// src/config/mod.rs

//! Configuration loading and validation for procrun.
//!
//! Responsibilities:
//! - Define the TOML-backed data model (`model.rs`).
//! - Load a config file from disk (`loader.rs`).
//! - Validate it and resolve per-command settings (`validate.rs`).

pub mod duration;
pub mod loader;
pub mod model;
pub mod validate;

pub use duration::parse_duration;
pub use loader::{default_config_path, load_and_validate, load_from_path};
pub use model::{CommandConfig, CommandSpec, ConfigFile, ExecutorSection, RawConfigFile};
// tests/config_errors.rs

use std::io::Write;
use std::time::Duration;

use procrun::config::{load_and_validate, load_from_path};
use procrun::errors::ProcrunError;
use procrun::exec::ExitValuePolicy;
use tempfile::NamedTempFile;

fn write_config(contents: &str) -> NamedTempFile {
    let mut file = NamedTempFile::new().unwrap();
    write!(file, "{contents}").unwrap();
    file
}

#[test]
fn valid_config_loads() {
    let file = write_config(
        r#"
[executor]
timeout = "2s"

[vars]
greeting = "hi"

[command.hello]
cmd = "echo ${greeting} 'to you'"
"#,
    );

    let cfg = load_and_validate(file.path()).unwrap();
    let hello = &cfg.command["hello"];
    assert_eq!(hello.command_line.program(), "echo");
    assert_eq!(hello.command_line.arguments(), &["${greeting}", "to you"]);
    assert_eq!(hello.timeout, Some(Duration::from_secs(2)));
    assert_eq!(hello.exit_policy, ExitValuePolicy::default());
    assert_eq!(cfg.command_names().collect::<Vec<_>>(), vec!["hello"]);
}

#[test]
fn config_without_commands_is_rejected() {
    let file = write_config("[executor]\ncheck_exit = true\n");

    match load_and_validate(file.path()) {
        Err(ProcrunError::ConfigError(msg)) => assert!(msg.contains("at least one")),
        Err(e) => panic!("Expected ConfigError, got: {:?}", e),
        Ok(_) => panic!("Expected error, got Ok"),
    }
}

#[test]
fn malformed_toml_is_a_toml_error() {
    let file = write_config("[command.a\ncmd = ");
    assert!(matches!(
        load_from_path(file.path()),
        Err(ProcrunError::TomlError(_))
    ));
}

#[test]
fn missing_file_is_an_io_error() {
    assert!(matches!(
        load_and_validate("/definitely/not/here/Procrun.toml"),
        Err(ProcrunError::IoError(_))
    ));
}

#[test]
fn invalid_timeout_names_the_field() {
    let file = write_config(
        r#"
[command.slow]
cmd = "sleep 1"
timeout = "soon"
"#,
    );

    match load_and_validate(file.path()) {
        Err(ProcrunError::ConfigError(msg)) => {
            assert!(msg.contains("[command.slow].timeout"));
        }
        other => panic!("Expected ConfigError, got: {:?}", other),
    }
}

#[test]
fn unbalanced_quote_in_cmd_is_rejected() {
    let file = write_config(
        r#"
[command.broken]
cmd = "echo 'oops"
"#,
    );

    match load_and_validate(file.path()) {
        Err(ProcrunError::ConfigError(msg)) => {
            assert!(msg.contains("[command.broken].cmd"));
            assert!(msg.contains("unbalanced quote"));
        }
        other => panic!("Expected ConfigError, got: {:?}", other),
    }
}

- WORK INSTRUCTION: The answer should consist solely of the lines from the first line above through the one with "use tempfile::NamedTempFile;", both included, repeated exactly.

- ANSWER BOX:
// src/config/mod.rs

//! Configuration loading and validation for procrun.
//!
//! Responsibilities:
//! - Define the TOML-backed data model (`model.rs`).
//! - Load a config file from disk (`loader.rs`).
//! - Validate it and resolve per-command settings (`validate.rs`).

pub mod duration;
pub mod loader;
pub mod model;
pub mod validate;

pub use duration::parse_duration;
pub use loader::{default_config_path, load_and_validate, load_from_path};
pub use model::{CommandConfig, CommandSpec, ConfigFile, ExecutorSection, RawConfigFile};
// tests/config_errors.rs

use std::io::Write;
use std::time::Duration;

use procrun::config::{load_and_validate, load_from_path};
use procrun::errors::ProcrunError;
use procrun::exec::ExitValuePolicy;
use tempfile::NamedTempFile;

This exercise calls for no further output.